My Father, the Philosopher
March 5, 2015 2:22 PM   Subscribe

Emily Adler remembers her father:
If your father is a philosopher, then you should expect to lose many arguments. You will never lose “because life isn’t fair,” or because your dad “says so.” You will always lose on strict logical grounds… If your father is a philosopher, your premises must support your conclusion. Then, maybe once or twice in a childhood filled with lost arguments, you will win. When you win, you win big.
posted by anotherpanacea (24 comments total) 27 users marked this as a favorite
 
There's an anecdote about J.H.C. Whitehead replying to questions about (his uncle) Alfred North Whitehead's philosophy with, "I don't really know. What do you think about your uncle's philosophy?"
posted by Wolfdog at 2:46 PM on March 5, 2015 [9 favorites]


A year after the report card fiasco, my father published an article called “Lying, Deceiving or Falsely Implicating.” He considered whether there is a justified moral distinction between lying and deception. He was so worried about lying, that he was also worried about deception masquerading as not-lying.

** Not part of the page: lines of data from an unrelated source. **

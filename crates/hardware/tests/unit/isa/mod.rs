//! # ISA Unit Tests

/// Opcode/funct decoding and error reporting.
pub mod decode;

/// Disassembler output format.
pub mod disasm;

Whoa. I'm literally about to teach some material from this paper and would have done so today if it weren't for a snow day. Crazy coincidence to hear about this backstory, which I honestly would never have imagined. (paywalled link, sorry I don't have better.)
posted by advil at 2:52 PM on March 5, 2015 [5 favorites]

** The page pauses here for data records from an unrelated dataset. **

//! Single-cycle fetch-decode-execute engine.
//!
//! The engine owns the program counter, register file, and memory of one run.
//! Each call to [`Engine::step`] performs exactly one instruction:
//! 1. **Fetch:** Reads the word at PC; a missing or invalid slot halts with a decode error.
//! 2. **Decode:** Resolves the operation and its control signals.
//! 3. **Dispatch:** Exactly one of syscall, jump, branch, or ALU/memory path runs.
//! 4. **Commit:** Updates PC and statistics and reports the step as a [`StepEvent`].
//!
//! Once halted, the engine stays halted; further steps are no-ops.

use serde::Serialize;

use crate::asm::Program;
use crate::asm::program::slot_index;
use crate::common::constants::{TEXT_BASE, WORD_SIZE};
use crate::common::error::{DecodeError, ExecutionError};
use crate::common::reg::RegisterFile;
use crate::config::Config;
use crate::core::control::{alu_function, control_signals};
use crate::core::signals::ControlSignals;
use crate::core::syscall::{self, SyscallEvent};
use crate::core::units::alu::Alu;
use crate::isa::abi::REG_RA;
use crate::isa::decode::decode;
use crate::isa::disasm::disassemble_at;
use crate::isa::instruction::{Decoded, Operation};
use crate::soc::Memory;
use crate::stats::{InstructionClass, SimStats};

/// Why the engine stopped.
#[derive(Clone, Copy, Debug, PartialEq, Eq, Serialize)]
pub enum HaltReason {
    /// The program called the exit syscall.
    NormalExit,
    /// Fetch or decode failed.
    DecodeError(DecodeError),
    /// Dispatch of a decoded instruction failed.
    ExecutionError {
        /// Address of the failing instruction.
        pc: u32,
        /// The failing instruction word.
        word: u32,
        /// Underlying fault.
        error: ExecutionError,
    },
}

/// Engine state machine.
#[derive(Clone, Copy, Debug, Default, PartialEq, Eq, Serialize)]
pub enum EngineState {
    /// Ready to execute the instruction at PC.
    #[default]
    Running,
    /// Terminal state.
    Halted(HaltReason),
}

/// A register write performed by one step.
#[derive(Clone, Copy, Debug, PartialEq, Eq, Serialize)]
pub struct RegWrite {
    /// Destination register index.
    pub index: usize,
    /// Value before the write.
    pub old: u32,
    /// Value after the write (0 for `$zero`).
    pub new: u32,
}

/// A memory write performed by one step.
#[derive(Clone, Copy, Debug, PartialEq, Eq, Serialize)]
pub struct MemWrite {
    /// Word address written.
    pub address: u32,
    /// Value before the write.
    pub old: u32,
    /// Value written.
    pub new: u32,
}

/// Everything observable about one executed step.
#[derive(Clone, Debug, PartialEq, Eq, Serialize)]
pub struct StepEvent {
    /// PC the instruction was fetched from.
    pub pc: u32,
    /// Fetched word, if any.
    pub word: Option<u32>,
    /// Decoded operation, if decode succeeded.
    pub op: Option<Operation>,
    /// Control signals of the decoded operation.
    pub signals: Option<ControlSignals>,
    /// Disassembly of the fetched word (empty when nothing was fetched).
    pub disassembly: String,
    /// Register write, if the instruction wrote one.
    pub reg_write: Option<RegWrite>,
    /// Memory write, if the instruction stored.
    pub mem_write: Option<MemWrite>,
    /// Syscall effect, for `syscall`.
    pub syscall: Option<SyscallEvent>,
    /// PC after the step.
    pub next_pc: u32,
    /// Engine state after the step.
    pub state: EngineState,
}

impl StepEvent {
    const fn at(pc: u32, state: EngineState) -> Self {
        Self {
            pc,
            word: None,
            op: None,
            signals: None,
            disassembly: String::new(),
            reg_write: None,
            mem_write: None,
            syscall: None,
            next_pc: pc,
            state,
        }
    }
}

/// Owned, serializable view of the machine state.
#[derive(Clone, Debug, PartialEq, Eq, Serialize)]
pub struct Snapshot {
    /// Program counter.
    pub pc: u32,
    /// Engine state.
    pub state: EngineState,
    /// All 32 registers in index order.
    pub registers: [u32; 32],
    /// Every touched memory address.
    pub memory: Memory,
    /// Executed-instruction counters.
    pub stats: SimStats,
}

/// The execution engine.
#[derive(Clone, Debug)]
pub struct Engine {
    text: Vec<Option<u32>>,
    regs: RegisterFile,
    memory: Memory,
    pc: u32,
    state: EngineState,
    stats: SimStats,
    trace: bool,
}

impl Engine {
    /// Creates an engine in the program-start state.
    ///
    /// Registers are zero except `$sp`, memory is the program's data image,
    /// and PC is 0.
    pub fn new(program: &Program, config: &Config) -> Self {
        Self {
            text: program.instructions.iter().map(|r| r.word).collect(),
            regs: RegisterFile::with_stack_pointer(config.memory.initial_sp),
            memory: program.memory.clone(),
            pc: TEXT_BASE,
            state: EngineState::Running,
            stats: SimStats::default(),
            trace: config.general.trace_instructions,
        }
    }

    /// Current program counter.
    pub const fn pc(&self) -> u32 {
        self.pc
    }

    /// Current state.
    pub const fn state(&self) -> EngineState {
        self.state
    }

    /// Returns `true` once the engine has halted.
    pub const fn is_halted(&self) -> bool {
        matches!(self.state, EngineState::Halted(_))
    }

    /// Halt reason, if halted.
    pub const fn halt_reason(&self) -> Option<HaltReason> {
        match self.state {
            EngineState::Halted(reason) => Some(reason),
            EngineState::Running => None,
        }
    }

    /// Register file.
    pub const fn registers(&self) -> &RegisterFile {
        &self.regs
    }

    /// Memory.
    pub const fn memory(&self) -> &Memory {
        &self.memory
    }

    /// Executed-instruction counters.
    pub const fn stats(&self) -> &SimStats {
        &self.stats
    }

    /// Captures an owned snapshot of the machine state.
    pub fn snapshot(&self) -> Snapshot {
        Snapshot {
            pc: self.pc,
            state: self.state,
            registers: self.regs.values(),
            memory: self.memory.clone(),
            stats: self.stats,
        }
    }

    fn fetch(&self, pc: u32) -> Option<u32> {
        self.text.get(slot_index(pc)?).copied().flatten()
    }

    fn halt(&mut self, reason: HaltReason) {
        tracing::info!(pc = self.pc, ?reason, "engine halted");
        self.state = EngineState::Halted(reason);
    }

    /// Executes one instruction.
    ///
    /// Calling `step` on a halted engine changes nothing and returns an event
    /// with no fetched word.
    pub fn step(&mut self) -> StepEvent {
        let pc = self.pc;
        if self.is_halted() {
            return StepEvent::at(pc, self.state);
        }

        let Some(word) = self.fetch(pc) else {
            self.halt(HaltReason::DecodeError(DecodeError::NoInstruction { pc }));
            return StepEvent::at(pc, self.state);
        };

        let mut ev = StepEvent::at(pc, self.state);
        ev.word = Some(word);
        ev.disassembly = disassemble_at(word, pc);

        let d = match decode(word) {
            Ok(d) => d,
            Err(e) => {
                self.halt(HaltReason::DecodeError(e));
                ev.state = self.state;
                return ev;
            }
        };
        let signals = control_signals(d.op);
        ev.op = Some(d.op);
        ev.signals = Some(signals);

        if self.trace {
            tracing::info!(pc, word, asm = %ev.disassembly, "exec");
        } else {
            tracing::debug!(pc, word, asm = %ev.disassembly, "exec");
        }

        match self.dispatch(&d, signals, &mut ev) {
            Ok(next) => {
                self.stats.record(InstructionClass::from(d.op));
                self.pc = next;
            }
            Err(error) => self.halt(HaltReason::ExecutionError { pc, word, error }),
        }

        ev.next_pc = self.pc;
        ev.state = self.state;
        ev
    }

    /// Runs the path selected by the control signals; returns the next PC.
    fn dispatch(
        &mut self,
        d: &Decoded,
        signals: ControlSignals,
        ev: &mut StepEvent,
    ) -> Result<u32, ExecutionError> {
        let pc = ev.pc;
        let seq = pc.wrapping_add(WORD_SIZE);

        if signals.syscall {
            let event = syscall::dispatch(&self.regs, &self.memory);
            let exit = event.is_exit();
            ev.syscall = Some(event);
            if exit {
                self.halt(HaltReason::NormalExit);
                return Ok(pc);
            }
            return Ok(seq);
        }

        if signals.jump {
            return match d.op {
                // A bad target surfaces as a fetch failure on the next step.
                Operation::Jr => Ok(self.regs.read(d.rs)),
                _ => {
                    if d.op == Operation::Jal {
                        self.write_reg(REG_RA, seq, ev);
                    }
                    Ok(d.jump_address())
                }
            };
        }

        if signals.branch {
            let diff = Alu::execute(
                alu_function(signals.alu_op, d.op),
                self.regs.read(d.rs),
                self.regs.read(d.rt),
            );
            let taken = match d.op {
                Operation::Beq => diff == 0,
                _ => diff != 0,
            };
            return Ok(if taken { d.branch_address(pc) } else { seq });
        }

        self.execute_alu_mem(d, signals, ev)?;
        Ok(seq)
    }

    fn execute_alu_mem(
        &mut self,
        d: &Decoded,
        signals: ControlSignals,
        ev: &mut StepEvent,
    ) -> Result<(), ExecutionError> {
        let (a, b) = match d.op {
            Operation::Sll | Operation::Srl => (self.regs.read(d.rt), d.shamt),
            Operation::Lui | Operation::Andi | Operation::Ori => {
                (self.regs.read(d.rs), d.imm_unsigned())
            }
            _ if signals.alu_src => (self.regs.read(d.rs), d.imm_signed() as u32),
            _ => (self.regs.read(d.rs), self.regs.read(d.rt)),
        };
        let alu_out = Alu::execute(alu_function(signals.alu_op, d.op), a, b);

        let mut result = alu_out;
        if signals.mem_read || signals.mem_write {
            if alu_out % WORD_SIZE != 0 {
                return Err(ExecutionError::MisalignedAccess { address: alu_out });
            }
            if signals.mem_read {
                result = self.memory.read_word(alu_out);
            }
            if signals.mem_write {
                let new = self.regs.read(d.rt);
                let old = self.memory.write_word(alu_out, new);
                ev.mem_write = Some(MemWrite {
                    address: alu_out,
                    old,
                    new,
                });
            }
        }

        if signals.reg_write {
            let dest = if signals.reg_dst { d.rd } else { d.rt };
            let value = if signals.mem_to_reg { result } else { alu_out };
            self.write_reg(dest, value, ev);
        }
        Ok(())
    }

    fn write_reg(&mut self, index: usize, value: u32, ev: &mut StepEvent) {
        let old = self.regs.read(index);
        self.regs.write(index, value);
        ev.reg_write = Some(RegWrite {
            index,
            old,
            new: self.regs.read(index),
        });
    }
}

The bit at the end about zero and non-zero numbers was touching.
posted by Bentobox Humperdinck at 2:53 PM on March 5, 2015 [2 favorites]


This is also true when your father is both a lawyer and an engineer. You might then grow up, study causation/probability and learn your own way to very very carefully word things. You can sense he's proud of your ability to do this. And you realize how much your father constructed certain aspects of your family life around his logic that you are now able to, in your own way, deconstruct. And why your mother trusts you to rephrase her viewpoints in a format he considers logical (as opposed to emotional). Emotions and logic are not as distinct as some want to believe.
posted by mandymanwasregistered at 3:14 PM on March 5, 2015 [3 favorites]


When, after hosting a dinner party, you, his culturally well-rounded friends request regular coffee, he ignores you and makes decaf.

Sorry, Emily, I hate your dad.
posted by languagehat at 3:14 PM on March 5, 2015 [4 favorites]


I thought the bit about the misremembered (?) back seat incident in the car was interesting. How people can be so certain that they remember something correctly.

This was really well-written.
posted by Omnomnom at 3:29 PM on March 5, 2015 [2 favorites]


> The bit at the end about zero and non-zero numbers was touching.

It kills me that she has all these loving things to say about her father, and instead of giving the proper toast at his 60th birthday party while he can appreciate them, she's telling all of them to us after he's died. It kills me that most of the essays about people's parents that I read here on MeFi are in the past tense.

But I suppose it's still a eulogy even if it's said while the parent is alive. Whether the sentiment is “this is what I miss about you” or “this is what I will miss about you one day.”

i am in bummer mode i guess
posted by savetheclocktower at 3:32 PM on March 5, 2015 [1 favorite]


-calls Mom -
posted by thelonius at 3:38 PM on March 5, 2015 [1 favorite]


I love philosophy (or I once did, maybe) but I'd rather have a physicist Dad, I think. They know how to blow stuff up, and they can also stretch your mind with deep puzzles about the world, which physically works quite a bit differently than kids' theories of it.
posted by thelonius at 3:41 PM on March 5, 2015


It kills me that she has all these loving things to say about her father...

I think the point of the toast story is that in order to properly toast her father, her father's "honesty" would require her to admit that, in addition to loving him, she is also angry with him:
Every single thing I hold against him—making sure I knew I was in the lowest reading group, not the highest; telling me I could get a hamster only if I wrote an essay on the hamster species first; giving me math problems to solve on Saturday morning was done to make me be better and smarter and nicer.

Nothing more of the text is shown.